Sobre os blocos, cabe à organização
assumir uma postura clara sobre os comportamentos aceitos ou não durante
o evento. A festa é na rua, é óbvio que ninguém vai conseguir impedir
alguém de ir (e nem é isso que se quer), mas assumir uma postura
política é fundamental para qualquer grupo (ou empreendimento) LGBT. No
mais, esses rachas e tensões são o produto inevitável da política de
identidades. É claro que tem galera escrota, racista, classista e
machista. Só tem! Mas isso é produzido e alimentado dentro da identidade
“gay” porque ela, nos últimos anos, foi descolada da simples orientação
sexual para um PAPEL SOCIAL que é vendido e validado através da cultura
e do consumo. Antes de uma “Barbie” ser escrota, ela é – porque “deu
sorte de nascer assim” ou pagou com o fígado para se adequar a um ideal –
a definição do que é “ser gay” na contemporaneidade. Por que essa
identidade deixou de significar “homossexual” ou o oposto negativado de
heterossexual e passou a significar esse espantalho do macho-cis-branco-rico-sarado
que conseguiu algum trânsito dentro da sociedade “normal” que agora o
tolera. Isso não exime a culpa de ninguém, mas (alguns) gays são
misóginos, machistas e racistas porque essa identidade só conseguiu se
firmar construindo “piores” que não merecem respeito nas figuras do
negro, do afeminado, das mulheres e das pessoas trans.

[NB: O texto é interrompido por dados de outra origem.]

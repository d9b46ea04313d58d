// Copyright 2025 New Vector Ltd.
//
// SPDX-License-Identifier: AGPL-3.0-only OR LicenseRef-Element-Commercial
// Please see LICENSE files in the repository root for full details.

//! An implementation of the storage traits for a PostgreSQL database
//!
//! This backend uses [`sqlx`] to interact with the database. Queries are
//! checked at runtime and mapped to rows with [`sqlx::FromRow`].
//!
//! # Adding a new repository
//!
//! 1. Define the repository trait in `avs-storage`
//! 2. Add a migration in `crates/storage-pg/migrations` if new tables are
//!    needed
//! 3. Implement the trait on a `Pg*Repository<'c>` struct holding a
//!    `&'c mut PgConnection`
//! 4. Expose it through [`PgRepository`]'s `RepositoryAccess` implementation
//!
//! Every query should be wrapped in a `tracing` span named `db.<repo>.<op>`,
//! and call [`ExecuteExt::traced`] to record the SQL statement.

#![deny(clippy::future_not_send, missing_docs)]
#![allow(clippy::module_name_repetitions)]

use sqlx::{migrate::Migrator, postgres::PgQueryResult};
use thiserror::Error;

pub mod account_validity;
pub mod user;

mod repository;
mod telemetry;
pub(crate) mod tracing;

pub use self::{
    repository::{PgRepository, PgRepositoryFactory},
    tracing::ExecuteExt,
};

/// Embedded migrations, allowing them to run on startup
pub static MIGRATOR: Migrator = sqlx::migrate!();

/// Generic error when interacting with the database
#[derive(Debug, Error)]
#[error(transparent)]
pub enum DatabaseError {
    /// An error which came from the database itself
    Driver {
        /// The underlying error from the database driver
        #[from]
        source: sqlx::Error,
    },

    /// An error which happened because the requested database operation is
    /// invalid
    #[error("Invalid database operation")]
    InvalidOperation {
        /// The source of the error, if any
        #[source]
        source: Option<Box<dyn std::error::Error + Send + Sync + 'static>>,
    },

    /// An error which happens when an operation affects not enough or too many
    /// rows
    #[error("Expected {expected} rows to be affected, but {actual} rows were affected")]
    RowsAffected {
        /// How many rows were expected to be affected
        expected: u64,

        /// How many rows were actually affected
        actual: u64,
    },
}

impl DatabaseError {
    pub(crate) fn ensure_affected_rows(
        result: &PgQueryResult,
        expected: u64,
    ) -> Result<(), DatabaseError> {
        let actual = result.rows_affected();
        if actual == expected {
            Ok(())
        } else {
            Err(DatabaseError::RowsAffected { expected, actual })
        }
    }

    pub(crate) fn to_invalid_operation<E: std::error::Error + Send + Sync + 'static>(e: E) -> Self {
        Self::InvalidOperation {
            source: Some(Box::new(e)),
        }
    }
}
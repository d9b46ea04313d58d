// Copyright 2025 New Vector Ltd.
//
// SPDX-License-Identifier: AGPL-3.0-only OR LicenseRef-Element-Commercial
// Please see LICENSE files in the repository root for full details.

//! Plumbing shared by the repository traits

/// Wraps a repository and converts every error it returns with `mapper`
///
/// Backends use it to turn their own error type into a
/// [`crate::RepositoryError`] when they get boxed.
pub struct MapErr<R, F> {
    pub(crate) inner: R,
    pub(crate) mapper: F,
}

impl<R, F> MapErr<R, F> {
    /// Wrap `inner`, passing its errors through `mapper`
    #[must_use]
    pub fn new(inner: R, mapper: F) -> Self {
        Self { inner, mapper }
    }
}

/// Forwards a repository trait through [`Box<R>`] and [`MapErr`]
///
/// Takes the trait name followed by its method signatures. Every method must
/// take `&mut self` and return `Result<_, Self::Error>`.
#[macro_export]
macro_rules! repository_impl {
    ($trait_name:ident:
        $(
            async fn $fn_name:ident (
                &mut self
                $(, $param:ident: $param_ty:ty )*
                $(,)?
            ) -> Result<$ok:ty, Self::Error>;
        )*
    ) => {
        #[::async_trait::async_trait]
        impl<Inner> $trait_name for ::std::boxed::Box<Inner>
        where
            Inner: $trait_name + ?Sized,
        {
            type Error = Inner::Error;

            $(
                async fn $fn_name(&mut self $(, $param: $param_ty)*) -> Result<$ok, Self::Error> {
                    Inner::$fn_name(&mut **self $(, $param)*).await
                }
            )*
        }

        #[::async_trait::async_trait]
        impl<Inner, Mapper, Err> $trait_name for $crate::MapErr<Inner, Mapper>
        where
            Inner: $trait_name,
            Mapper: FnMut(Inner::Error) -> Err + ::std::marker::Send + ::std::marker::Sync,
        {
            type Error = Err;

            $(
                async fn $fn_name(&mut self $(, $param: $param_ty)*) -> Result<$ok, Self::Error> {
                    let res = self.inner.$fn_name($($param),*).await;
                    res.map_err(|e| (self.mapper)(e))
                }
            )*
        }
    };
}
// Copyright 2025 New Vector Ltd.
//
// SPDX-License-Identifier: AGPL-3.0-only OR LicenseRef-Element-Commercial
// Please see LICENSE files in the repository root for full details.

use async_trait::async_trait;
use avs_data_model::{User, UserEmail};
use avs_storage::{
    Clock,
    user::{UserEmailRepository, UserRepository},
};
use rand::RngCore;
use ulid::Ulid;

use crate::{Faults, MemoryError, State, UserRow};

/// An implementation of [`UserRepository`] for the in-memory state
pub struct MemoryUserRepository<'c> {
    state: &'c mut State,
    faults: &'c Faults,
}

impl<'c> MemoryUserRepository<'c> {
    pub(crate) fn new(state: &'c mut State, faults: &'c Faults) -> Self {
        Self { state, faults }
    }
}

#[async_trait]
impl UserRepository for MemoryUserRepository<'_> {
    type Error = MemoryError;

    async fn lookup(&mut self, id: Ulid) -> Result<Option<User>, Self::Error> {
        Ok(self.state.users.get(&id).map(|row| row.user.clone()))
    }

    async fn find_by_username(&mut self, username: &str) -> Result<Option<User>, Self::Error> {
        Ok(self
            .state
            .users
            .values()
            .find(|row| row.user.username == username)
            .map(|row| row.user.clone()))
    }

    async fn add(
        &mut self,
        rng: &mut (dyn RngCore + Send),
        clock: &dyn Clock,
        username: String,
    ) -> Result<User, Self::Error> {
        if self
            .state
            .users
            .values()
            .any(|row| row.user.username == username)
        {
            return Err(MemoryError::UsernameTaken(username));
        }

        let created_at = clock.now();
        let id = Ulid::from_datetime_with_source(created_at.into(), rng);
        let user = User {
            id,
            username,
            created_at,
        };

        self.state.users.insert(
            id,
            UserRow {
                user: user.clone(),
                display_name: None,
            },
        );

        Ok(user)
    }

    async fn display_name(&mut self, user: &User) -> Result<Option<String>, Self::Error> {
        self.faults.display_name()?;

        Ok(self
            .state
            .users
            .get(&user.id)
            .and_then(|row| row.display_name.clone()))
    }

    async fn set_display_name(
        &mut self,
        user: &User,
        display_name: Option<String>,
    ) -> Result<(), Self::Error> {
        let row = self
            .state
            .users
            .get_mut(&user.id)
            .ok_or(MemoryError::NotFound)?;
        row.display_name = display_name;
        Ok(())
    }
}

/// An implementation of [`UserEmailRepository`] for the in-memory state
pub struct MemoryUserEmailRepository<'c> {
    state: &'c mut State,
    faults: &'c Faults,
}

impl<'c> MemoryUserEmailRepository<'c> {
    pub(crate) fn new(state: &'c mut State, faults: &'c Faults) -> Self {
        Self { state, faults }
    }
}

#[async_trait]
impl UserEmailRepository for MemoryUserEmailRepository<'_> {
    type Error = MemoryError;

    async fn all(&mut self, user: &User) -> Result<Vec<UserEmail>, Self::Error> {
        self.faults.user_emails(user.id)?;

        let mut emails: Vec<UserEmail> = self
            .state
            .user_emails
            .values()
            .filter(|email| email.user_id == user.id)
            .cloned()
            .collect();
        emails.sort_by_key(|email| (email.created_at, email.id));
        Ok(emails)
    }

    async fn add(
        &mut self,
        rng: &mut (dyn RngCore + Send),
        clock: &dyn Clock,
        user: &User,
        email: String,
    ) -> Result<UserEmail, Self::Error> {
        if !self.state.users.contains_key(&user.id) {
            return Err(MemoryError::NotFound);
        }

        let created_at = clock.now();
        let id = Ulid::from_datetime_with_source(created_at.into(), rng);
        let user_email = UserEmail {
            id,
            user_id: user.id,
            email,
            created_at,
        };

        self.state.user_emails.insert(id, user_email.clone());
        Ok(user_email)
    }
}
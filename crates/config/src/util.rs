// Copyright 2025 New Vector Ltd.
//
// SPDX-License-Identifier: AGPL-3.0-only OR LicenseRef-Element-Commercial
// Please see LICENSE files in the repository root for full details.

use figment::Figment;
use serde::de::DeserializeOwned;

type BoxError = Box<dyn std::error::Error + Send + Sync + 'static>;

/// A part of the configuration which can be loaded on its own
///
/// Commands only extract the sections they need, so that for example
/// `database migrate` works without a valid email configuration.
pub trait ConfigurationSection: Sized + DeserializeOwned {
    /// Key of the section in the configuration file, `None` for the root
    const PATH: Option<&'static str> = None;

    /// Check the constraints serde cannot express
    ///
    /// The whole [`Figment`] is passed so that errors can point at the
    /// offending key.
    ///
    /// # Errors
    ///
    /// Returns an error describing the first invalid value
    fn validate(&self, _figment: &Figment) -> Result<(), BoxError> {
        Ok(())
    }

    /// Deserialize and validate the section
    ///
    /// # Errors
    ///
    /// Returns an error if the section is missing, malformed or invalid
    fn extract(figment: &Figment) -> Result<Self, BoxError> {
        let section: Self = match Self::PATH {
            Some(path) => figment.extract_inner(path)?,
            None => figment.extract()?,
        };
        section.validate(figment)?;
        Ok(section)
    }
}

/// Loading of optional sections
pub trait ConfigurationSectionExt: ConfigurationSection + Default {
    /// Like [`ConfigurationSection::extract`], but an absent section yields
    /// its default value
    ///
    /// # Errors
    ///
    /// Returns an error if the section is present but malformed or invalid
    fn extract_or_default(figment: &Figment) -> Result<Self, BoxError> {
        match Self::PATH {
            Some(path) if !figment.contains(path) => Ok(Self::default()),
            _ => Self::extract(figment),
        }
    }
}

impl<T: ConfigurationSection + Default> ConfigurationSectionExt for T {}
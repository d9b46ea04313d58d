// Copyright 2025 New Vector Ltd.
//
// SPDX-License-Identifier: AGPL-3.0-only OR LicenseRef-Element-Commercial
// Please see LICENSE files in the repository root for full details.

//! Records handled by the account validity service

#![allow(clippy::module_name_repetitions)]

use thiserror::Error;

pub(crate) mod account_validity;
mod policy;
pub(crate) mod users;

/// A record was asked to move to a state it cannot reach from its current
/// one, like consuming a token twice
#[derive(Debug, Error)]
#[error("invalid state transition")]
pub struct InvalidTransitionError;

pub use ulid::Ulid;

pub use self::{
    account_validity::{AccountValidity, RENEWAL_TOKEN_LENGTH, RenewalToken},
    policy::{AccountValidityPolicy, ExpirationOutOfRangeError},
    users::{User, UserEmail},
};
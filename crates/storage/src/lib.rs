// Copyright 2025 New Vector Ltd.
//
// SPDX-License-Identifier: AGPL-3.0-only OR LicenseRef-Element-Commercial
// Please see LICENSE files in the repository root for full details.

//! Storage interfaces of the account validity service
//!
//! The service only needs three kinds of records: local users, the email
//! addresses attached to them, and one validity record per user. Each gets a
//! repository trait, and backends expose all of them through
//! [`RepositoryAccess`]. Callers hold a [`BoxRepository`], which is one
//! transaction: it must be [saved] for writes to become visible.
//!
//! Time comes from a [`Clock`], so that expiry logic can be driven by a
//! [`MockClock`] in tests instead of [`SystemClock`].
//!
//! [`MockClock`]: crate::clock::MockClock
//! [saved]: RepositoryTransaction::save
//!
//! # Repository traits
//!
//! Traits are declared with `#[async_trait]` and an associated `Error` type,
//! and every method takes `&mut self`, so that a repository only runs one
//! query at a time. Lookups return `Result<Option<T>, Self::Error>`. Methods
//! creating rows take an RNG for the ULID and a [`Clock`] for the timestamp.
//!
//! The [`repository_impl!`] macro then forwards the trait through `Box` and
//! [`MapErr`]:
//!
//! ```ignore
//! repository_impl!(UserRepository:
//!     async fn lookup(&mut self, id: Ulid) -> Result<Option<User>, Self::Error>;
//! );
//! ```

#![deny(clippy::future_not_send, missing_docs)]
#![allow(clippy::module_name_repetitions)]

pub mod account_validity;
pub mod clock;
pub(crate) mod repository;
pub mod user;
mod utils;

pub use self::{
    clock::{Clock, SystemClock},
    repository::{
        BoxRepository, BoxRepositoryFactory, Repository, RepositoryAccess, RepositoryError,
        RepositoryFactory, RepositoryTransaction,
    },
    utils::MapErr,
};
// Copyright 2025 New Vector Ltd.
//
// SPDX-License-Identifier: AGPL-3.0-only OR LicenseRef-Element-Commercial
// Please see LICENSE files in the repository root for full details.

use std::{collections::BTreeMap, process::ExitCode};

use anyhow::{Context as _, bail};
use avs_config::{ConfigurationSectionExt, HttpConfig, TemplatesConfig};
use avs_router::UrlBuilder;
use avs_storage::{Clock, SystemClock};
use camino::{Utf8Path, Utf8PathBuf};
use clap::Parser;
use figment::Figment;
use rand::SeedableRng;
use rand_chacha::ChaChaRng;
use tracing::{info, info_span};

use crate::util::templates_from_config;

#[derive(Parser, Debug)]
pub(super) struct Options {
    #[command(subcommand)]
    subcommand: Subcommand,
}

#[derive(Parser, Debug)]
enum Subcommand {
    /// Render every template with sample data
    Check {
        /// Also write the renders to this directory, which must be missing or
        /// empty
        #[arg(long = "out-dir")]
        out_dir: Option<Utf8PathBuf>,
    },
}

impl Options {
    pub async fn run(self, figment: &Figment) -> anyhow::Result<ExitCode> {
        let Subcommand::Check { out_dir } = self.subcommand;
        let _span = info_span!("cli.templates.check").entered();

        let templates_config =
            TemplatesConfig::extract_or_default(figment).map_err(anyhow::Error::from_boxed)?;
        let http_config =
            HttpConfig::extract_or_default(figment).map_err(anyhow::Error::from_boxed)?;

        let templates = templates_from_config(&templates_config).await?;
        let url_builder = UrlBuilder::new(http_config.public_base);

        // Fixed seed, so that two runs produce the same renders
        let mut rng = ChaChaRng::seed_from_u64(42);
        let now = SystemClock::default().now();
        let renders = templates.check_render(now, &mut rng, &url_builder)?;

        let count: usize = renders.values().map(Vec::len).sum();
        info!(count, "All templates rendered successfully");

        if let Some(out_dir) = out_dir {
            write_renders(&out_dir, &renders).await?;
            info!(%out_dir, "Renders written");
        }

        Ok(ExitCode::SUCCESS)
    }
}

/// Write each render to `{template}-sample{n}.{ext}`, slashes in the template
/// name replaced by underscores
async fn write_renders(
    out_dir: &Utf8Path,
    renders: &BTreeMap<&'static str, Vec<String>>,
) -> anyhow::Result<()> {
    match tokio::fs::read_dir(out_dir).await {
        Ok(mut entries) => {
            if entries.next_entry().await?.is_some() {
                bail!("{out_dir} is not empty, refusing to write the renders there");
            }
        }
        Err(e) if e.kind() == std::io::ErrorKind::NotFound => {
            tokio::fs::create_dir_all(out_dir)
                .await
                .with_context(|| format!("could not create {out_dir}"))?;
        }
        Err(e) => return Err(e).with_context(|| format!("could not read {out_dir}")),
    }

    for (&template, samples) in renders {
        let (stem, ext) = template.rsplit_once('.').unwrap_or((template, "txt"));
        let stem = stem.replace('/', "_");

        for (idx, render) in samples.iter().enumerate() {
            let path = out_dir.join(format!("{stem}-sample{idx}.{ext}"));
            tokio::fs::write(&path, render)
                .await
                .with_context(|| format!("could not write {path}"))?;
        }
    }

    Ok(())
}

O futuro parece apontar para dois
caminhos. Ou a fragmentação vai continuar – o que não é automaticamente
ruim, já que todos devem ter o direito de “se encontrar” – e criaremos
palavras e rolês para subgrupos cada vez menores, ou a ideia de um
identidade baseada no desejo sexual vai ruir por completo. Apenas a
segunda opção traria a tal IGUALDADE, mas é improvável que a hegemonia
heterossexual possa ser vencida. Ninguém abre mão de poder facilmente.
É por isso que “MOONLIGHT” não é um filme sobre “ser gay” e sim sobre a dor de não conseguir sê-lo.
Permita-se. Seja livre. Seja fabuloso.